Cytotoxicity analysis and morphology observation
Cell viability was estimated by the MTT assay. Exponentially growing cells were seeded at 3×104 cells/well in a 96-well plate and treated with various concentrations of BA. After the cells were incubated for 20 hrs, 20 μl of MTT (5 mg/ml) was added and the cells were incubated for another 4 hrs at 37°C. The supernatant was discarded and 150 μl of dissolving solvent (4 mM HCl and 0.1% NP-40 in isopropanol) was added. The plate was gently agitated until the blue formazan crystals were fully dissolved. The absorbance was measured at 550 nm using a microplate reader (Wallac Victor 3-V, Perkinelmer, USA). The data were expressed as a mean percentage of viable cells as compared to the respective control cultures. All experiments were performed at least in triplicate.
Morphology observation
Cells used in this study were constantly observed under an inverted phase-contrast microscope (Primo Vert, Zeiss, Oberkochen, Germany). Photographs were taken after BV-2 cells were incubated with various concentrations of BA for 24 hrs as described in the text and figure legend.

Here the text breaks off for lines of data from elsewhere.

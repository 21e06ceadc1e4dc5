//! Core error types

use thiserror::Error;

#[derive(Error, Debug)]
pub enum CoreError {
    #[error("Failed to initialize cache root at {path}: {message}")]
    CacheInit { path: String, message: String },

    #[error("Not a cache entry name: {segment}")]
    Decode { segment: String },

    #[error("Archive entry escapes extraction directory: {entry}")]
    PathEscape { entry: String },

    #[error("Decompressed archive exceeds size limit of {limit} bytes")]
    SizeLimit { limit: u64 },

    #[error("Archive error: {message}")]
    Archive { message: String },

    #[error("Chart not found: {path}")]
    ChartNotFound { path: String },

    #[error("Invalid chart metadata: {message}")]
    InvalidChart { message: String },

    #[error("Failed to parse YAML: {0}")]
    YamlParse(#[from] serde_yaml::Error),

    #[error("Failed to parse JSON: {0}")]
    JsonParse(#[from] serde_json::Error),

    #[error("IO error: {0}")]
    Io(#[from] std::io::Error),

    #[error("Invalid version: {0}")]
    InvalidVersion(#[from] semver::Error),
}

pub type Result<T> = std::result::Result<T, CoreError>;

DNA fragmentation analysis
Cells were grown at a density of 8×105 cells/ml and exposed to BA at different concentrations as described in the text and figure legends. Cells were rinsed with ice-cold phosphate buffered saline (PBS), centrifuged and resuspended in 0.01 vol. of TE buffer (10 mM Tris-Cl, 1 mM EDTA, pH 8.0). DNA was purified as previously described (Hyun et al., 1997). The resulting purified DNA fragments were subjected to electrophoresis on 1.5% agarose gel. DNA bands were visualized by fluorescence after ethidium bromide staining, and quantified with a densitometer (Ultra-Lum Imaging System, San Diego, USA). Results shown are an example from 3 different experiments.
Flow cytometry
The effects of BA on cell proliferation were evaluated by measuring the distribution of the cells in the different phases of the cell cycle by flow cytometry. Cells were treated with BA at various concentrations and harvested by centrifugation at 750×g for 5 min. Cell pellets were rinsed with PBS and re-suspended in the staining solution containing DAPI (NIM-DAPI, 10 μg/ml, Beckman coulter). The cell suspensions were incubated at room temperature for 10 min in the dark and analyzed on a fluorescence-activated cell sorter flow cytometer (Quanta SC, Beckman coulter). All experiments were performed at least in triplicate.
Western blot analysis
BV-2 cells were treated with BA and subjected to western blot analysis. BV-2 cells were exposed to various concentrations of BA for 24 hrs or 16 hrs to analyze apoptosis-related or autophagy-related proteins, respectively. Cells were lysed in a lysis buffer (20 mM Tris, 100 mM NaCl, 0.1% NP40, 50 mM NaF, 2 mM EDTA, 1 mM Na3VO4 and protease inhibitor, pH 7.5) and protein concentrations were determined by Bradford assay. Lysis buffer L (1% triton X-100, 50 mM NaF in phosphate buffered saline) was used for the analysis of autophagy-related proteins. The total protein (5 or 10 μg) in each lysate were separated by sodium dodecyl sulfate-polyacrylamide gel electrophoresis (SDS-PAGE) and electro-transferred onto PVDF membranes. The membranes were blocked with 5% non-fat milk for 1 hour at room temperature and then probed with specific primary antibody for 16 hours at 4°C. The specific protein bands were visualized by peroxidase-conjugated secondary antibody and chemiluminescent substrate solution.
RESULTS
BA inhibited proliferation of BV-2 cells
The chemical structure of test compound, BA is shown in Fig. 1. The effect of BA on cellular proliferation was evaluated using the MTT assay. A 24 hr exposure to BA dramatically decreased the proliferation of BV-2 cells in a dose-dependent manner (Fig. 2A). The concentration required to inhibit growth by 50% (IC50) was approximately 2.0 μM. Relative cell survival was also assessed at various times after exposure to 2.0 μM of BA. Prolonged exposure to BA markedly decreased the viability of these cells (data not shown). Control cells treated with vehicle alone showed no changes in cell proliferation or viability.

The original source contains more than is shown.